Caroline knew her secret wouldn't keep indefinitely, and she agonized, fearful of the day when somebody would find out. The dread of being discovered, of facing the uncertain consequences, ate at her every day, causing dark moods. No one ever guessed why she fretted so much.
Brad: Betting on Marbles
As a child of seven, Brad watched his parents having a rollicking time playing their bridge games and betting on poker with friends. He learned that playing cards and betting meant having fun. It seemed only natural, then, that he picked up these pastimes too. Growing up during the 1960s, Brad watched TV shows like Mr. Lucky and Maverick, whose heroes, says Brad, "were charming gamblers with romantic mystiques — guys I admired and wanted to be like."
Cards were banned at school, so Brad brought his bag of marbles to class and secretly made bets with schoolmates during recess. He enjoyed the daring action and face-to-face haggling. Whether he was winning or losing, it hardly mattered. By the sixth grade he habitually skipped classes in order to run a playground betting operation. In time Brad stole money from his mom's purse to pay back losses. Whenever a teacher tried to stop his betting, he would make witty quips to defuse the tension, but eventually his hours in detention threatened his academic standing.
At home, he joined his parents' card games and became so skilled at bluffing and cheating that he frequently won large pots. Brad would then put back the money taken from his mom's purse and bet the remainder on the playground. As a sophomore, he woke up one day and realized that his whole focus was on gambling instead of grades or girls or sports. He was hooked, and he dropped out of high school. From that day on, he put extra energy into turning his habit into a livelihood — and keeping it a closely held secret. His parents tried to talk him into going back to classes, but he would hear nothing of it and moved out to his own tiny apartment.

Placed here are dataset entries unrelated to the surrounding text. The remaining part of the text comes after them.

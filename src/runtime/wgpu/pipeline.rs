//! Compiled-program cache
//!
//! Generated sources are keyed by [`ProgramKey`]: programs that would produce
//! the same WGSL share one shader module, pipeline and uniform layout.

use parking_lot::Mutex;
use std::collections::HashMap;
use std::sync::Arc;
use wgpu::{
    BindGroup, BindGroupDescriptor, BindGroupEntry, BindGroupLayout, BindGroupLayoutDescriptor,
    BindGroupLayoutEntry, BindingType, Buffer, BufferBindingType, ComputePipeline,
    ComputePipelineDescriptor, Device, PipelineLayoutDescriptor, ShaderModuleDescriptor,
    ShaderSource, ShaderStages,
};

use crate::error::Result;
use crate::program::{GeneratedSource, ProgramDescriptor, ProgramKey};

/// Everything needed to dispatch one cached program
#[derive(Debug, Clone)]
pub struct CompiledProgram {
    /// Source and uniform layout the pipeline was built from
    pub source: Arc<GeneratedSource>,
    /// Compute pipeline with entry point `main`
    pub pipeline: Arc<ComputePipeline>,
    /// Layout of bind group 0
    pub layout: Arc<BindGroupLayout>,
}

/// Key for bind group layout cache
#[derive(Clone, Copy, Debug, PartialEq, Eq, Hash)]
pub struct LayoutKey {
    /// Read-only storage buffers (program inputs)
    pub read_only: u32,
    /// Read-write storage buffers (program outputs)
    pub read_write: u32,
}

/// Cache of compiled programs and bind group layouts
pub struct PipelineCache {
    device: Arc<Device>,
    programs: Mutex<HashMap<ProgramKey, CompiledProgram>>,
    layouts: Mutex<HashMap<LayoutKey, Arc<BindGroupLayout>>>,
}

impl PipelineCache {
    /// Create an empty cache for `device`
    pub fn new(device: Arc<Device>) -> Self {
        Self {
            device,
            programs: Mutex::new(HashMap::new()),
            layouts: Mutex::new(HashMap::new()),
        }
    }

    /// Get or compile the pipeline for `program`
    ///
    /// Source is only generated on a cache miss.
    pub fn get_or_compile(&self, program: &ProgramDescriptor) -> Result<CompiledProgram> {
        let key = program.cache_key();
        if let Some(compiled) = self.programs.lock().get(&key) {
            return Ok(compiled.clone());
        }

        log::debug!("pipeline cache miss for {}: {}", program.name(), key);
        let source = Arc::new(program.generate_source()?);
        let layout = self.get_or_create_layout(LayoutKey {
            read_only: source.inputs as u32,
            read_write: source.outputs as u32,
        });

        let module = self.device.create_shader_module(ShaderModuleDescriptor {
            label: Some(program.name()),
            source: ShaderSource::Wgsl(source.code.as_str().into()),
        });

        let pipeline_layout = self
            .device
            .create_pipeline_layout(&PipelineLayoutDescriptor {
                label: Some(&format!("{}_layout", program.name())),
                bind_group_layouts: &[&layout],
                immediate_size: 0,
            });

        let pipeline = self
            .device
            .create_compute_pipeline(&ComputePipelineDescriptor {
                label: Some(program.name()),
                layout: Some(&pipeline_layout),
                module: &module,
                entry_point: Some("main"),
                compilation_options: Default::default(),
                cache: None,
            });

        let compiled = CompiledProgram {
            source,
            pipeline: Arc::new(pipeline),
            layout,
        };
        // Another thread may have compiled the same key meanwhile; keep the first
        let mut programs = self.programs.lock();
        Ok(programs.entry(key).or_insert(compiled).clone())
    }

    /// Get or create the bind group layout: read-only storage, read-write
    /// storage, then one uniform buffer
    pub fn get_or_create_layout(&self, key: LayoutKey) -> Arc<BindGroupLayout> {
        let mut layouts = self.layouts.lock();

        if let Some(layout) = layouts.get(&key) {
            return layout.clone();
        }

        let storage = |binding: u32, read_only: bool| BindGroupLayoutEntry {
            binding,
            visibility: ShaderStages::COMPUTE,
            ty: BindingType::Buffer {
                ty: BufferBindingType::Storage { read_only },
                has_dynamic_offset: false,
                min_binding_size: None,
            },
            count: None,
        };

        let mut entries = Vec::new();
        for i in 0..key.read_only {
            entries.push(storage(i, true));
        }
        for i in 0..key.read_write {
            entries.push(storage(key.read_only + i, false));
        }
        entries.push(BindGroupLayoutEntry {
            binding: key.read_only + key.read_write,
            visibility: ShaderStages::COMPUTE,
            ty: BindingType::Buffer {
                ty: BufferBindingType::Uniform,
                has_dynamic_offset: false,
                min_binding_size: None,
            },
            count: None,
        });

        let layout = self
            .device
            .create_bind_group_layout(&BindGroupLayoutDescriptor {
                label: Some("program_layout"),
                entries: &entries,
            });

        let layout = Arc::new(layout);
        layouts.insert(key, layout.clone());
        layout
    }

    /// Create a bind group binding `buffers` in order
    pub fn create_bind_group(&self, layout: &BindGroupLayout, buffers: &[&Buffer]) -> BindGroup {
        let entries: Vec<BindGroupEntry> = buffers
            .iter()
            .enumerate()
            .map(|(i, buffer)| BindGroupEntry {
                binding: i as u32,
                resource: buffer.as_entire_binding(),
            })
            .collect();

        self.device.create_bind_group(&BindGroupDescriptor {
            label: Some("program_bind_group"),
            layout,
            entries: &entries,
        })
    }

    /// Number of compiled programs
    pub fn len(&self) -> usize {
        self.programs.lock().len()
    }

    /// Whether nothing has been compiled yet
    pub fn is_empty(&self) -> bool {
        self.len() == 0
    }
}

impl std::fmt::Debug for PipelineCache {
    fn fmt(&self, f: &mut std::fmt::Formatter<'_>) -> std::fmt::Result {
        f.debug_struct("PipelineCache")
            .field("programs", &self.len())
            .finish_non_exhaustive()
    }
}
impl VariableUsage {
    fn as_str(self) -> &'static str {
        match self {
            Self::Input => "input",
            Self::Output => "output",
        }
    }
}

/// Origin of a value in the uniform buffer
#[derive(Debug, Clone, Copy, PartialEq, Eq, Hash)]
pub enum UniformSource {
    /// The program uniform at this position
    Program(usize),
    /// Shape of a program input or output
    Shape(VariableUsage, usize),
    /// Strides of a program input or output
    Strides(VariableUsage, usize),
}

/// One kernel buffer binding
#[derive(Debug, Clone)]
pub struct ShaderVariable {
    name: String,
    usage: VariableUsage,
    index: usize,
    view: TensorView,
    dependency: DependencyLevel,
    width: u32,
    capabilities: Capabilities,
    storage_type: String,
}
// CLI entry point for the string-light generator.
//
// Loads a collider scene (and optionally a generation config) from JSON,
// places a string-light node at `--origin` looking along `--forward`, runs
// one generation with a seeded `LightRng`, and writes the mesh. The output
// format follows the `--output` extension: `.json` writes the raw buffers,
// anything else writes Wavefront OBJ. Without `--output` the OBJ goes to
// stdout; logs always go to stderr.
//
// Usage:
//   string-light --scene <scene.json> [OPTIONS]
//     --config <config.json>  Generation config (default: built-in defaults)
//     --origin <x,y,z>        Node position (default: 0,0,0)
//     --forward <x,y,z>       Cast direction (default: 0,0,1)
//     --seed <N>              PRNG seed (default: 0)
//     --repeated              Chain segments until a cast misses
//     --output <path>         Output file, .obj or .json (default: stdout OBJ)
//
// Log verbosity follows RUST_LOG (default: info).

use std::fs::File;
use std::io::{BufWriter, Write};
use std::path::{Path, PathBuf};

use anyhow::{Context, Result, bail};
use glam::Vec3;
use string_light_mesh::config::GenerationConfig;
use string_light_mesh::export::{JsonSink, ObjSink};
use string_light_mesh::generator::{GenerationStats, StringLight};
use string_light_mesh::host::MeshSink;
use string_light_mesh::scene::Scene;
use string_light_mesh::transform::NodeTransform;
use string_light_prng::LightRng;

#[derive(Debug, PartialEq)]
struct CliArgs {
    scene: PathBuf,
    config: Option<PathBuf>,
    origin: Vec3,
    forward: Vec3,
    seed: u64,
    repeated: bool,
    output: Option<PathBuf>,
}

/// Parse command-line arguments (without the program name). Uses plain
/// string matching, no clap dependency.
fn parse_args(args: &[String]) -> Result<CliArgs> {
    let mut scene = None;
    let mut config = None;
    let mut origin = Vec3::ZERO;
    let mut forward = Vec3::Z;
    let mut seed = 0;
    let mut repeated = false;
    let mut output = None;

    let mut iter = args.iter();
    while let Some(flag) = iter.next() {
        let mut value = || {
            iter.next()
                .with_context(|| format!("{flag} requires a value"))
        };
        match flag.as_str() {
            "--scene" => scene = Some(PathBuf::from(value()?)),
            "--config" => config = Some(PathBuf::from(value()?)),
            "--origin" => origin = parse_vec3(value()?).context("--origin expects x,y,z")?,
            "--forward" => forward = parse_vec3(value()?).context("--forward expects x,y,z")?,
            "--seed" => {
                let raw = value()?;
                seed = raw
                    .parse()
                    .with_context(|| format!("--seed expects an integer, got {raw:?}"))?;
            }
            "--repeated" => repeated = true,
            "--output" => output = Some(PathBuf::from(value()?)),
            other => bail!("unknown argument: {other}"),
        }
    }

    let Some(scene) = scene else {
        bail!("--scene <scene.json> is required");
    };
    if forward.length_squared() == 0.0 {
        bail!("--forward must be a non-zero vector");
    }
    Ok(CliArgs {
        scene,
        config,
        origin,
        forward,
        seed,
        repeated,
        output,
    })
}

/// Parse `x,y,z` into a vector.
fn parse_vec3(raw: &str) -> Result<Vec3> {
    let parts = raw
        .split(',')
        .map(|p| p.trim().parse::<f32>())
        .collect::<Result<Vec<_>, _>>()
        .with_context(|| format!("invalid number in {raw:?}"))?;
    match parts[..] {
        [x, y, z] => Ok(Vec3::new(x, y, z)),
        _ => bail!("expected 3 components, got {}", parts.len()),
    }
}

fn is_json_path(path: &Path) -> bool {
    path.extension()
        .is_some_and(|ext| ext.eq_ignore_ascii_case("json"))
}

/// Run the generator into `sink` and flush whatever it wrote.
fn emit<S>(light: &StringLight, scene: &Scene, seed: u64, sink: &mut S) -> Result<GenerationStats>
where
    S: MeshSink,
    S::Error: std::error::Error + Send + Sync + 'static,
{
    let mut rng = LightRng::new(seed);
    let stats = light
        .awake(scene, &mut rng, sink)
        .context("failed to write mesh")?;
    Ok(stats)
}

/// Output file that is only created on the first write, so a run whose
/// mesh is discarded leaves nothing on disk.
struct LazyFile {
    path: PathBuf,
    file: Option<BufWriter<File>>,
}

impl LazyFile {
    fn new(path: &Path) -> Self {
        Self {
            path: path.to_path_buf(),
            file: None,
        }
    }

    fn open(&mut self) -> std::io::Result<&mut BufWriter<File>> {
        match self.file {
            Some(ref mut file) => Ok(file),
            None => Ok(self.file.insert(BufWriter::new(File::create(&self.path)?))),
        }
    }
}

impl Write for LazyFile {
    fn write(&mut self, buf: &[u8]) -> std::io::Result<usize> {
        self.open()?.write(buf)
    }

    fn flush(&mut self) -> std::io::Result<()> {
        match self.file.as_mut() {
            Some(file) => file.flush(),
            None => Ok(()),
        }
    }
}

/// Generate into `path`, as JSON or OBJ by extension.
fn write_file(
    light: &StringLight,
    scene: &Scene,
    seed: u64,
    path: &Path,
) -> Result<GenerationStats> {
    let writer = LazyFile::new(path);
    if is_json_path(path) {
        emit(light, scene, seed, &mut JsonSink::new(writer))
    } else {
        emit(light, scene, seed, &mut ObjSink::new(writer, "string_light"))
    }
}

fn main() -> Result<()> {
    tracing_subscriber::fmt()
        .with_writer(std::io::stderr)
        .with_env_filter(
            tracing_subscriber::EnvFilter::try_from_default_env()
                .unwrap_or_else(|_| tracing_subscriber::EnvFilter::new("info")),
        )
        .init();

    let args: Vec<String> = std::env::args().skip(1).collect();
    let args = parse_args(&args)?;

    let scene = Scene::load(&args.scene)
        .with_context(|| format!("loading scene {}", args.scene.display()))?;
    let mut config = match &args.config {
        Some(path) => GenerationConfig::load(path)
            .with_context(|| format!("loading config {}", path.display()))?,
        None => GenerationConfig::default(),
    };
    config.repeated |= args.repeated;
    tracing::info!(
        colliders = scene.colliders.len(),
        seed = args.seed,
        repeated = config.repeated,
        "generating string light"
    );

    let light = StringLight::new(config, NodeTransform::looking_along(args.origin, args.forward));

    let stats = match &args.output {
        Some(path) => write_file(&light, &scene, args.seed, path)
            .with_context(|| format!("writing output {}", path.display()))?,
        None => {
            let stdout = std::io::stdout().lock();
            let mut sink = ObjSink::new(BufWriter::new(stdout), "string_light");
            let stats = emit(&light, &scene, args.seed, &mut sink)?;
            sink.into_inner().flush()?;
            stats
        }
    };

    if stats.discarded(&light.config) {
        tracing::warn!(stop = ?stats.stop, "span too short, no mesh written");
    } else if stats.segments == 0 {
        tracing::warn!("no surface in front of the origin, wrote an empty mesh");
    }
    Ok(())
}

In his twenties, Brad earned his GED and successfully completed three years of college, but military service rekindled his love affair with gambling. When he returned to civilian life and a well-paying sales job, he kept his gambling clandestine for the next nineteen years until a mental breakdown loomed, prompted by financial losses and thoughts of suicide. Those close to him, especially his wife, tried to get him to admit his secrets but grew tired and alienated.
Masked Feelings: How We Hide Them
What is going on beneath the surface in these brief biographies? Both Caroline and Brad learned at a young age to mask their true feelings and to act in ways that did not reflect their inner worlds. While Caroline felt genuine affection for animals and Brad felt thrilled about betting, they both learned to express the opposite of these feelings, shrugging passively or making witty quips to deflect scrutiny.
As Caroline put it, "I cared so deeply for animals and their safety that it made me anxious, eventually so paranoid that I chewed my fingernails. I was also afraid of imaginary things like monsters. My parents frowned at me, and my brothers and sisters teased me, so I hid my feelings and acted numb. I learned to smile on cue whenever I ached inside or was afraid of monsters under my bed."
Brad described how he also hid his true feelings: "I loved the thrills of betting and winning until it became obvious that classmates and teachers thought I was weird. Later I hid any hint from employers and my family, sneaking to casinos at midnight or whenever I had an alibi. I plastered on a 'bright-and-happy' face, even though my urges got stronger. Letting my feelings show was the worst thing I could do. I just acted 'normal' like others expected me to."
This trait of substituting what's false for what's real, called incongruence, showed up early in my own childhood as well. When I was five, I prided myself on being a good boy, never wanting to be a problem. My greatest offense back then was stealing cookies, especially Mom's home-baked peanut butter or chocolate chip specialties. I'd climb up on a chair next to the kitchen counter, crawl quietly to the cookie jar, lift the lid ever so slowly, and swipe a handful — always listening carefully for her footsteps from the next room. Part of the thrill was knowing that she could walk in on me any second and catch me in a forbidden act.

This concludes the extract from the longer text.